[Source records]
== Segment start ==
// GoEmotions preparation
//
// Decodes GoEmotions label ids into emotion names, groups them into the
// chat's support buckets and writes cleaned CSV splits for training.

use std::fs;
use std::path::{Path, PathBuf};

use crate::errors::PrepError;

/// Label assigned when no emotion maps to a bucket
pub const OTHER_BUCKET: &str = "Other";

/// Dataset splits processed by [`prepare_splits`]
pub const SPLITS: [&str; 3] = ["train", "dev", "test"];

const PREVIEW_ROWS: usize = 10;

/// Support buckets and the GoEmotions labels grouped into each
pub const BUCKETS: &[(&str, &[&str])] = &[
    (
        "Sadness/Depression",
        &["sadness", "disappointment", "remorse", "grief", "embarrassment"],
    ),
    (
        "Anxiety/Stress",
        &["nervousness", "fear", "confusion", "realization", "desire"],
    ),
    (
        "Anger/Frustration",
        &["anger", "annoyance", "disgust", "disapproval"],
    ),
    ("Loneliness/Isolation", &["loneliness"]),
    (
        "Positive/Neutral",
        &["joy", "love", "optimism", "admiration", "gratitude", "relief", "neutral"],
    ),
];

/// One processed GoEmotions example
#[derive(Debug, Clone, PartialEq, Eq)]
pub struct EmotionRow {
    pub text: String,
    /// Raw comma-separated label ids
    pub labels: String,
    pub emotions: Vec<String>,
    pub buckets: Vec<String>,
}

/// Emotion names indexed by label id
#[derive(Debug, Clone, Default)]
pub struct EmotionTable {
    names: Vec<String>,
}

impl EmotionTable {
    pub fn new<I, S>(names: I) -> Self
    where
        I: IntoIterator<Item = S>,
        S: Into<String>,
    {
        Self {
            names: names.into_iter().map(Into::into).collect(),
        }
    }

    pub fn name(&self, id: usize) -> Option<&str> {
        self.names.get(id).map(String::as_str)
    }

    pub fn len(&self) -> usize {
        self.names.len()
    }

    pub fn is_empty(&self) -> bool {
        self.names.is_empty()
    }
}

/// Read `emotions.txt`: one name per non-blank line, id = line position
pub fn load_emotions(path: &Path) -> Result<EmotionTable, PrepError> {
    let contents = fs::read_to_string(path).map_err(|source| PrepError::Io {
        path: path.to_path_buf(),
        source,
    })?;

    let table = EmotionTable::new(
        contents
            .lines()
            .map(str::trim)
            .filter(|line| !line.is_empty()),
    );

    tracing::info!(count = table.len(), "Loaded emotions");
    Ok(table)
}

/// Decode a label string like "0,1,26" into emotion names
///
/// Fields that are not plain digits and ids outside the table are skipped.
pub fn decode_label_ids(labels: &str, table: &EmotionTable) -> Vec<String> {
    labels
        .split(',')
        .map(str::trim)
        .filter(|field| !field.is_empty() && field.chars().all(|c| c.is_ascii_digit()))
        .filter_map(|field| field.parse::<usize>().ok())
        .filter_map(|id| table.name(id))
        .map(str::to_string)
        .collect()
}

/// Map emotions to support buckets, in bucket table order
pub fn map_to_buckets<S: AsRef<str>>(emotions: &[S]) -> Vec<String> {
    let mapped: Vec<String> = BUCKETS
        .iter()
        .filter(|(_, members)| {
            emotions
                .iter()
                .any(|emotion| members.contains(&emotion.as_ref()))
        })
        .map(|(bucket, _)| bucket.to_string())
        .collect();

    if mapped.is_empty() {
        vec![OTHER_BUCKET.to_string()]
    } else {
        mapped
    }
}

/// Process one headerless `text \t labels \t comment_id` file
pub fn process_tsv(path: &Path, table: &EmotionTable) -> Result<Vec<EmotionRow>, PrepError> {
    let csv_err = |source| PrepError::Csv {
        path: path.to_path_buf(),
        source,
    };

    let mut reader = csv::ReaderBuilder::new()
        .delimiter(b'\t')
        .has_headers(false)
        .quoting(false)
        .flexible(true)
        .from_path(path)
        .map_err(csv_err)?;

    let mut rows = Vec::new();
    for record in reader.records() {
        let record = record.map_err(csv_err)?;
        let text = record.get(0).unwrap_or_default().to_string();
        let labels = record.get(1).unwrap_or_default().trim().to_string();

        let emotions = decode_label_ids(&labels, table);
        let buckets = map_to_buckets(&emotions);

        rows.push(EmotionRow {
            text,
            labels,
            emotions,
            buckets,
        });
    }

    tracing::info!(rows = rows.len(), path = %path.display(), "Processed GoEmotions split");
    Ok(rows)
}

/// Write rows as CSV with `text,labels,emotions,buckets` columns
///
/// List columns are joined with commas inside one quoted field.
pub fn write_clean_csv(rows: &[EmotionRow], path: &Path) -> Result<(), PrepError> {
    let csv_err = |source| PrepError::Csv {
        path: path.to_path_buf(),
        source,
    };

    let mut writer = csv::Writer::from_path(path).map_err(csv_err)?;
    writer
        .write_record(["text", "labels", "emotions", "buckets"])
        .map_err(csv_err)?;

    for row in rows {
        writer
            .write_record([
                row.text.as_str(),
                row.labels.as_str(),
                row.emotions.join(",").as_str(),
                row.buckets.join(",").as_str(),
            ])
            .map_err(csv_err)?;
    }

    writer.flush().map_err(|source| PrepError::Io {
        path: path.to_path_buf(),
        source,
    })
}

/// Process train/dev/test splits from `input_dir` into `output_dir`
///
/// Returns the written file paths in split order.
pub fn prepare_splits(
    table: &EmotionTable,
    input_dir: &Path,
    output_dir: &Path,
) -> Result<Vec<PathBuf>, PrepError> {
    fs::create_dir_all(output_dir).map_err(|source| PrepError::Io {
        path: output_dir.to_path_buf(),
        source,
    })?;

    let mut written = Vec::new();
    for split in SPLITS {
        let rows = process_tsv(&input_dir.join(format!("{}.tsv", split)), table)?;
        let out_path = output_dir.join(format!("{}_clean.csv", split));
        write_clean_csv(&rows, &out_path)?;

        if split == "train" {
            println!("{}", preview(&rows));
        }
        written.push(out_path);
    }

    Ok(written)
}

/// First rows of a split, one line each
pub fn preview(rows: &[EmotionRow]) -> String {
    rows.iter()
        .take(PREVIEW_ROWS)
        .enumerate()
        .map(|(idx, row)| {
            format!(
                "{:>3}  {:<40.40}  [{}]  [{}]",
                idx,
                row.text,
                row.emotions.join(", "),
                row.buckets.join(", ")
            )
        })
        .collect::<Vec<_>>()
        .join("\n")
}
== Segment end ==
**WHAT THIS TASK INVOLVES**
Scan the entries above for the line containing "vec![OTHER_BUCKET.to_string()]", and copy it and all lines after it exactly, down to and including the line containing "in split order.".

**WORKED SOLUTION**
        vec![OTHER_BUCKET.to_string()]
    } else {
        mapped
    }
}

/// Process one headerless `text \t labels \t comment_id` file
pub fn process_tsv(path: &Path, table: &EmotionTable) -> Result<Vec<EmotionRow>, PrepError> {
    let csv_err = |source| PrepError::Csv {
        path: path.to_path_buf(),
        source,
    };

    let mut reader = csv::ReaderBuilder::new()
        .delimiter(b'\t')
        .has_headers(false)
        .quoting(false)
        .flexible(true)
        .from_path(path)
        .map_err(csv_err)?;

    let mut rows = Vec::new();
    for record in reader.records() {
        let record = record.map_err(csv_err)?;
        let text = record.get(0).unwrap_or_default().to_string();
        let labels = record.get(1).unwrap_or_default().trim().to_string();

        let emotions = decode_label_ids(&labels, table);
        let buckets = map_to_buckets(&emotions);

        rows.push(EmotionRow {
            text,
            labels,
            emotions,
            buckets,
        });
    }

    tracing::info!(rows = rows.len(), path = %path.display(), "Processed GoEmotions split");
    Ok(rows)
}

/// Write rows as CSV with `text,labels,emotions,buckets` columns
///
/// List columns are joined with commas inside one quoted field.
pub fn write_clean_csv(rows: &[EmotionRow], path: &Path) -> Result<(), PrepError> {
    let csv_err = |source| PrepError::Csv {
        path: path.to_path_buf(),
        source,
    };

    let mut writer = csv::Writer::from_path(path).map_err(csv_err)?;
    writer
        .write_record(["text", "labels", "emotions", "buckets"])
        .map_err(csv_err)?;

    for row in rows {
        writer
            .write_record([
                row.text.as_str(),
                row.labels.as_str(),
                row.emotions.join(",").as_str(),
                row.buckets.join(",").as_str(),
            ])
            .map_err(csv_err)?;
    }

    writer.flush().map_err(|source| PrepError::Io {
        path: path.to_path_buf(),
        source,
    })
}

/// Process train/dev/test splits from `input_dir` into `output_dir`
///
/// Returns the written file paths in split order.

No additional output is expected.